The only way i can describe it is that you become stronger, it’s like you put this wall up too protect yourself and kids from anymore hurt. You will laugh and enjoy life again but it’s early days, I never expected to be happy again but as they say “time is a great healer.”
Reading your message is just what I have been feeling since I last my husband a year ago. He was everything to me, my daughter and her husband come into check on me every day but I have never felt so alone in all my life, like you I keep expecting him to walk through the door. I don’t feel lonely just alone if that makes sense. I had been in hospital with pneumonia, I don’t know how long I had been there because I wasn’t aware at the time what was happening. When I came out of hospital still very week, a couple of weeks later I noticed that my husband was having trouble breathing I phoned for an ambulance and because of COVID I wasn’t allowed to go with him. I was very concerned but he walked into the ambulance having a laugh with the paramedics.
2 days later I received a cal to say they were asking him off oxygen, I was able to have a video call when they did it but I will never forget the sound he made taking his last breath.
We were together for 56 years and there isn’t a minute of the day that I don’t miss him. I thought by now I would have some peace but no I still think that if I hadn’t been in hospital then he would not have caught the COVID virus and I would still have him beside me.
Sorry I didn’t mean to go on the way I have. But what I wanted to say is I understand all that you are feeling it’s so hard. I’m thinking of you.
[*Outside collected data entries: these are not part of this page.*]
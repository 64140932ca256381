//! Recommendation backend abstraction
//!
//! The backend owns the ranking and sentiment models. This crate only calls
//! its three endpoints, so every flow depends on this trait rather than on an
//! HTTP client.

use crate::{
    error::AppResult,
    models::{ClassifyReviewsResponse, RecommendRequest, RecommendResponse, SortedMoviesResponse},
};

pub mod http_backend;

pub use http_backend::HttpBackend;

/// Trait for the recommendation/sentiment backend
///
/// Each call returns the backend's response envelope. Transport failures and
/// non-2xx replies are errors; an envelope whose status is not `success` is
/// returned as-is so callers can decide what it means for them.
#[cfg_attr(test, mockall::automock)]
#[async_trait::async_trait]
pub trait RecommendationBackend: Send + Sync {
    /// Personalized recommendations for a keyword filter
    async fn recommend(&self, request: &RecommendRequest) -> AppResult<RecommendResponse>;

    /// Globally ranked movie list
    async fn sorted_movies(&self) -> AppResult<SortedMoviesResponse>;

    /// Sentiment-classified reviews for one movie
    async fn classify_reviews(&self, movie_id: &str) -> AppResult<ClassifyReviewsResponse>;

    /// Backend name for logging and debugging
    fn name(&self) -> &'static str;
}
use anyhow::Result;
use futures_util::StreamExt;
use moka::future::Cache;
use once_cell::sync::Lazy;
use sqlx::MySqlPool;
use std::time::Duration;

/// true  => username is TAKEN
/// (only taken names are stored; a miss means "ask the database")
pub static USERNAME_CACHE: Lazy<Cache<String, bool>> = Lazy::new(|| {
    Cache::builder()
        .max_capacity(100_000)
        .time_to_live(Duration::from_secs(86400)) // 24h TTL
        .build()
});

pub async fn mark_taken(username: &str) {
    USERNAME_CACHE.insert(username.to_lowercase(), true).await;
}

pub async fn is_taken(username: &str) -> bool {
    USERNAME_CACHE
        .get(&username.to_lowercase())
        .await
        .unwrap_or(false)
}

async fn batch_mark(usernames: &[String]) {
    let futures: Vec<_> = usernames
        .iter()
        .map(|u| USERNAME_CACHE.insert(u.to_lowercase(), true))
        .collect();

    futures::future::join_all(futures).await;
}

/// Preload names of recently active accounts, in batches.
pub async fn warmup_username_cache(pool: &MySqlPool, days: u32, batch_size: usize) -> Result<()> {
    let mut stream = sqlx::query_as::<_, (String,)>(
        r#"
        SELECT username
        FROM users
        WHERE last_login_at >= NOW() - INTERVAL ? DAY
        ORDER BY last_login_at DESC
        "#,
    )
    .bind(days)
    .fetch(pool);

    let mut batch = Vec::with_capacity(batch_size);
    let mut total_count = 0usize;

    while let Some(row) = stream.next().await {
        let (username,) = row?;
        batch.push(username);
        total_count += 1;

        if batch.len() >= batch_size {
            batch_mark(&batch).await;
            batch.clear();
        }
    }

    if !batch.is_empty() {
        batch_mark(&batch).await;
    }

    log::info!(
        "Username cache warmup complete: {} recent users (last {} days)",
        total_count,
        days
    );

    Ok(())
}
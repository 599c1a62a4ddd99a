use crate::auth::auth::AuthUser;
use crate::utils::overview_counts;
use actix_web::{HttpResponse, Responder, web};
use chrono::Local;
use serde::Serialize;
use sqlx::MySqlPool;
use utoipa::ToSchema;

#[derive(Serialize, ToSchema)]
pub struct OverviewResponse {
    pub total_employees: i64,
    pub total_departments: i64,
    pub attendance_today: i64,
    pub pending_leave_requests: i64,
    pub pending_tasks: i64,
}

fn internal(context: &str) -> impl Fn(sqlx::Error) -> actix_web::Error + '_ {
    move |e| {
        tracing::error!(error = %e, "{}", context);
        actix_web::error::ErrorInternalServerError("Internal Server Error")
    }
}

/// Admin dashboard summary counters
#[utoipa::path(
    get,
    path = "/api/v1/overview",
    responses(
        (status = 200, description = "Overview counters", body = OverviewResponse),
        (status = 401), (status = 403)
    ),
    security(("bearer_auth" = [])),
    tag = "Overview"
)]
pub async fn get_overview(
    auth: AuthUser,
    pool: web::Data<MySqlPool>,
) -> actix_web::Result<impl Responder> {
    auth.require_admin()?;

    let total_employees = sqlx::query_scalar::<_, i64>("SELECT COUNT(*) FROM employees")
        .fetch_one(pool.get_ref())
        .await
        .map_err(internal("Failed to count employees"))?;

    let total_departments = sqlx::query_scalar::<_, i64>("SELECT COUNT(*) FROM departments")
        .fetch_one(pool.get_ref())
        .await
        .map_err(internal("Failed to count departments"))?;

    let today = Local::now().date_naive();
    let attendance_today =
        sqlx::query_scalar::<_, i64>("SELECT COUNT(*) FROM attendance WHERE date = ?")
            .bind(today)
            .fetch_one(pool.get_ref())
            .await
            .map_err(internal("Failed to count today's attendance"))?;

    // Pending counters come from the background poller, not live queries.
    let pending = overview_counts::current().await;

    Ok(HttpResponse::Ok().json(OverviewResponse {
        total_employees,
        total_departments,
        attendance_today,
        pending_leave_requests: pending.pending_leave_requests,
        pending_tasks: pending.pending_tasks,
    }))
}
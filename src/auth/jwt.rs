use std::time::{SystemTime, UNIX_EPOCH};

use crate::models::{Claims, TokenType};
use jsonwebtoken::{DecodingKey, EncodingKey, Header, Validation, decode, encode, errors::Error};
use uuid::Uuid;

fn now() -> usize {
    SystemTime::now()
        .duration_since(UNIX_EPOCH)
        .unwrap()
        .as_secs() as usize
}

fn issue(
    user_id: u64,
    username: String,
    role: u8,
    employee_id: Option<u64>,
    token_type: TokenType,
    secret: &str,
    ttl: usize,
) -> Result<(String, Claims), Error> {
    let claims = Claims {
        user_id,
        sub: username,
        role,
        exp: now() + ttl,
        jti: Uuid::new_v4().to_string(),
        token_type,
        employee_id,
    };

    let token = encode(
        &Header::default(),
        &claims,
        &EncodingKey::from_secret(secret.as_bytes()),
    )?;

    Ok((token, claims))
}

pub fn generate_access_token(
    user_id: u64,
    username: String,
    role: u8,
    employee_id: Option<u64>,
    secret: &str,
    ttl: usize,
) -> Result<String, Error> {
    issue(user_id, username, role, employee_id, TokenType::Access, secret, ttl)
        .map(|(token, _)| token)
}

pub fn generate_refresh_token(
    user_id: u64,
    username: String,
    role: u8,
    employee_id: Option<u64>,
    secret: &str,
    ttl: usize,
) -> Result<(String, Claims), Error> {
    issue(user_id, username, role, employee_id, TokenType::Refresh, secret, ttl)
}

pub fn verify_token(token: &str, secret: &str) -> Result<Claims, String> {
    decode::<Claims>(
        token,
        &DecodingKey::from_secret(secret.as_bytes()),
        &Validation::default(),
    )
    .map(|data| data.claims)
    .map_err(|e| e.to_string())
}

#[cfg(test)]
mod tests {
    use super::*;
    use pretty_assertions::assert_eq;

    const SECRET: &str = "test-secret";

    #[test]
    fn access_token_round_trip() {
        let token =
            generate_access_token(7, "alice".into(), 1, Some(42), SECRET, 3600).unwrap();
        let claims = verify_token(&token, SECRET).unwrap();

        assert_eq!(claims.user_id, 7);
        assert_eq!(claims.sub, "alice");
        assert_eq!(claims.role, 1);
        assert_eq!(claims.employee_id, Some(42));
        assert_eq!(claims.token_type, TokenType::Access);
    }

    #[test]
    fn refresh_token_carries_its_jti() {
        let (token, issued) =
            generate_refresh_token(7, "alice".into(), 2, None, SECRET, 3600).unwrap();
        let claims = verify_token(&token, SECRET).unwrap();

        assert_eq!(claims.jti, issued.jti);
        assert_eq!(claims.token_type, TokenType::Refresh);
    }

    #[test]
    fn wrong_secret_is_rejected() {
        let token = generate_access_token(7, "alice".into(), 1, None, SECRET, 3600).unwrap();
        assert!(verify_token(&token, "other-secret").is_err());
    }
}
I am truly sorry for your loss Roo. Time is not always a healer no matter what people say. I think the longer someone has gone the longer we grieve, miss them and suffer. You are not alone. Words cannot soothe the pain but talking to people can ease the heartache, even just a little to enable you to remember happier times. My heart goes out to you.
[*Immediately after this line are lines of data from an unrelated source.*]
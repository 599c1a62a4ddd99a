use crate::auth::auth::AuthUser;
use crate::model::role::Role;
use actix_web::{HttpResponse, Responder, web};
use serde::{Deserialize, Serialize};
use sqlx::MySqlPool;
use utoipa::{IntoParams, ToSchema};

#[derive(Deserialize, IntoParams, ToSchema)]
pub struct UserQuery {
    /// Filter by role name ("admin" or "user")
    #[schema(example = "user")]
    pub role: Option<String>,
}

/// Listing shape; the password never leaves this module.
#[derive(Serialize, sqlx::FromRow, ToSchema)]
pub struct UserRow {
    pub id: u64,
    pub username: String,
    pub role_id: u8,
    pub employee_id: Option<u64>,
    pub is_active: bool,
}

#[derive(Serialize, ToSchema)]
pub struct UserListResponse {
    pub users: Vec<UserRow>,
}

fn role_from_query(value: &str) -> Option<Role> {
    match value {
        "admin" => Some(Role::Admin),
        "user" | "employee" => Some(Role::Employee),
        _ => None,
    }
}

/// List user accounts, optionally filtered by role
#[utoipa::path(
    get,
    path = "/api/v1/users",
    params(UserQuery),
    responses(
        (status = 200, description = "User list", body = UserListResponse),
        (status = 400, description = "Unknown role filter"),
        (status = 401), (status = 403)
    ),
    security(("bearer_auth" = [])),
    tag = "Users"
)]
pub async fn list_users(
    auth: AuthUser,
    pool: web::Data<MySqlPool>,
    query: web::Query<UserQuery>,
) -> actix_web::Result<impl Responder> {
    auth.require_admin()?;

    let role = match query.role.as_deref() {
        Some(value) => match role_from_query(value) {
            Some(role) => Some(role),
            None => {
                return Ok(HttpResponse::BadRequest().json(serde_json::json!({
                    "message": "Unknown role filter"
                })));
            }
        },
        None => None,
    };

    let (sql, role_id) = match role {
        Some(role) => (
            "SELECT id, username, role_id, employee_id, is_active
             FROM users WHERE role_id = ? ORDER BY username",
            Some(role as u8),
        ),
        None => (
            "SELECT id, username, role_id, employee_id, is_active
             FROM users ORDER BY username",
            None,
        ),
    };

    let mut q = sqlx::query_as::<_, UserRow>(sql);
    if let Some(role_id) = role_id {
        q = q.bind(role_id);
    }

    let users = q.fetch_all(pool.get_ref()).await.map_err(|e| {
        tracing::error!(error = %e, "Failed to list users");
        actix_web::error::ErrorInternalServerError("Internal Server Error")
    })?;

    Ok(HttpResponse::Ok().json(UserListResponse { users }))
}

#[cfg(test)]
mod tests {
    use super::*;

    #[test]
    fn role_filter_accepts_dashboard_names() {
        assert_eq!(role_from_query("admin"), Some(Role::Admin));
        assert_eq!(role_from_query("user"), Some(Role::Employee));
        assert_eq!(role_from_query("employee"), Some(Role::Employee));
        assert_eq!(role_from_query("root"), None);
    }
}
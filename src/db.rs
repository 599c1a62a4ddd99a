use sqlx::MySqlPool;

pub async fn init_db(database_url: &str) -> MySqlPool {
    MySqlPool::connect(database_url)
        .await
        .expect("Failed to connect to database")
}
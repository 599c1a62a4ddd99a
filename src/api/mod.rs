pub mod attendance;
pub mod department;
pub mod employee;
pub mod leave_request;
pub mod overview;
pub mod payroll;
pub mod task;
pub mod users;
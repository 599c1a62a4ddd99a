use anyhow::{Result, anyhow};
use autoscale_cuckoo_filter::CuckooFilter;
use futures::StreamExt;
use once_cell::sync::Lazy;
use sqlx::MySqlPool;
use std::sync::RwLock;

/// Sized for the whole account table; registration checks hit this before
/// touching the cache or the database.
const FILTER_CAPACITY: usize = 50_000;
const FALSE_POSITIVE_RATE: f64 = 0.001;

static USERNAME_FILTER: Lazy<RwLock<CuckooFilter<String>>> =
    Lazy::new(|| RwLock::new(CuckooFilter::new(FILTER_CAPACITY, FALSE_POSITIVE_RATE)));

#[inline]
fn normalize(username: &str) -> String {
    username.to_lowercase()
}

/// Check if a username might exist (false positives possible)
pub fn might_exist(username: &str) -> bool {
    let username = normalize(username);
    USERNAME_FILTER
        .read()
        .expect("username filter poisoned")
        .contains(&username)
}

/// Insert a single username into the filter
pub fn insert(username: &str) {
    let username = normalize(username);
    USERNAME_FILTER
        .write()
        .expect("username filter poisoned")
        .add(&username);
}

/// Stream every account name into the filter at startup.
pub async fn warmup_username_filter(pool: &MySqlPool, batch_size: usize) -> Result<()> {
    let mut stream = sqlx::query_as::<_, (String,)>("SELECT username FROM users").fetch(pool);

    let mut batch = Vec::with_capacity(batch_size);
    let mut total = 0usize;

    while let Some(row) = stream.next().await {
        let (username,) = row.map_err(|e| anyhow!("DB row fetch failed: {}", e))?;

        batch.push(normalize(&username));
        total += 1;

        if batch.len() == batch_size {
            insert_batch(&batch);
            batch.clear();
        }
    }

    if !batch.is_empty() {
        insert_batch(&batch);
    }

    log::info!("Username filter warmup complete: {} users", total);
    Ok(())
}

fn insert_batch(usernames: &[String]) {
    let mut filter = USERNAME_FILTER.write().expect("username filter poisoned");

    for username in usernames {
        filter.add(username);
    }
}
I cannot imagine the pain you have gone through with the awful way your husband passed. Grieve and the pain and heartache of losing someone we love is bad enough but to throw Covid into the picture makes it even more unbearable.
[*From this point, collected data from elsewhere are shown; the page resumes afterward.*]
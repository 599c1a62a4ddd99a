use serde::{Deserialize, Serialize};
use sqlx::FromRow;

#[derive(Deserialize)]
pub struct RegisterReq {
    pub username: String,
    pub password: String,
    pub role_id: u8,
}

#[derive(Deserialize)]
pub struct LoginReqDto {
    pub username: String,
    pub password: String,
}

#[derive(FromRow)]
pub struct UserSql {
    pub id: u64, // BIGINT UNSIGNED
    pub username: String,
    pub password: String,
    pub role_id: u8,
    pub employee_id: Option<u64>,
}

#[derive(Debug, Serialize, Deserialize)]
pub struct Claims {
    pub user_id: u64,
    pub sub: String,
    pub role: u8, // role id
    pub exp: usize,
    pub jti: String,

    pub token_type: TokenType,
    /// Present only if this user is linked to an employee record
    pub employee_id: Option<u64>,
}

#[derive(Debug, Serialize, Deserialize, PartialEq)]
pub enum TokenType {
    Access,
    Refresh,
}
Oh how my heart goes out to you - so wish I could give you a hug. On Thursday it will be two and a half years since my husband died but I don’t feel much different now than from the beginning. Guess I should be glad that he didn’t die of Covid, can’t even equate as to how everyone out there has coped with this. I was with Eddie for 47 years and I tell my children that it is so difficult without him. But, overall, they don’t want to hear this as they are also still grieving. Apart from that, they still have their own families and I wouldn’t want it any other way. Ah I am so sorry that you feel if you hadn’t had pneumonia that he would be here - I guess that might possibly be true, but please don’t torture yourself too much (though I know you probably will) - it really wasn’t your fault - you didn’t choose to have pneumonia. Eddie always had a laugh with the paramedics (which was often in the last year of his life). I feel because they loved us that they wouldn’t want us to feel sad and bereft, but I know how difficult this is, virtual hugs to you xxx
Thank you for your message I’m at the point of not wanting to listen to the arguments regarding COVID it just hurts too much. Thank you this is the first time I have put a comment on here.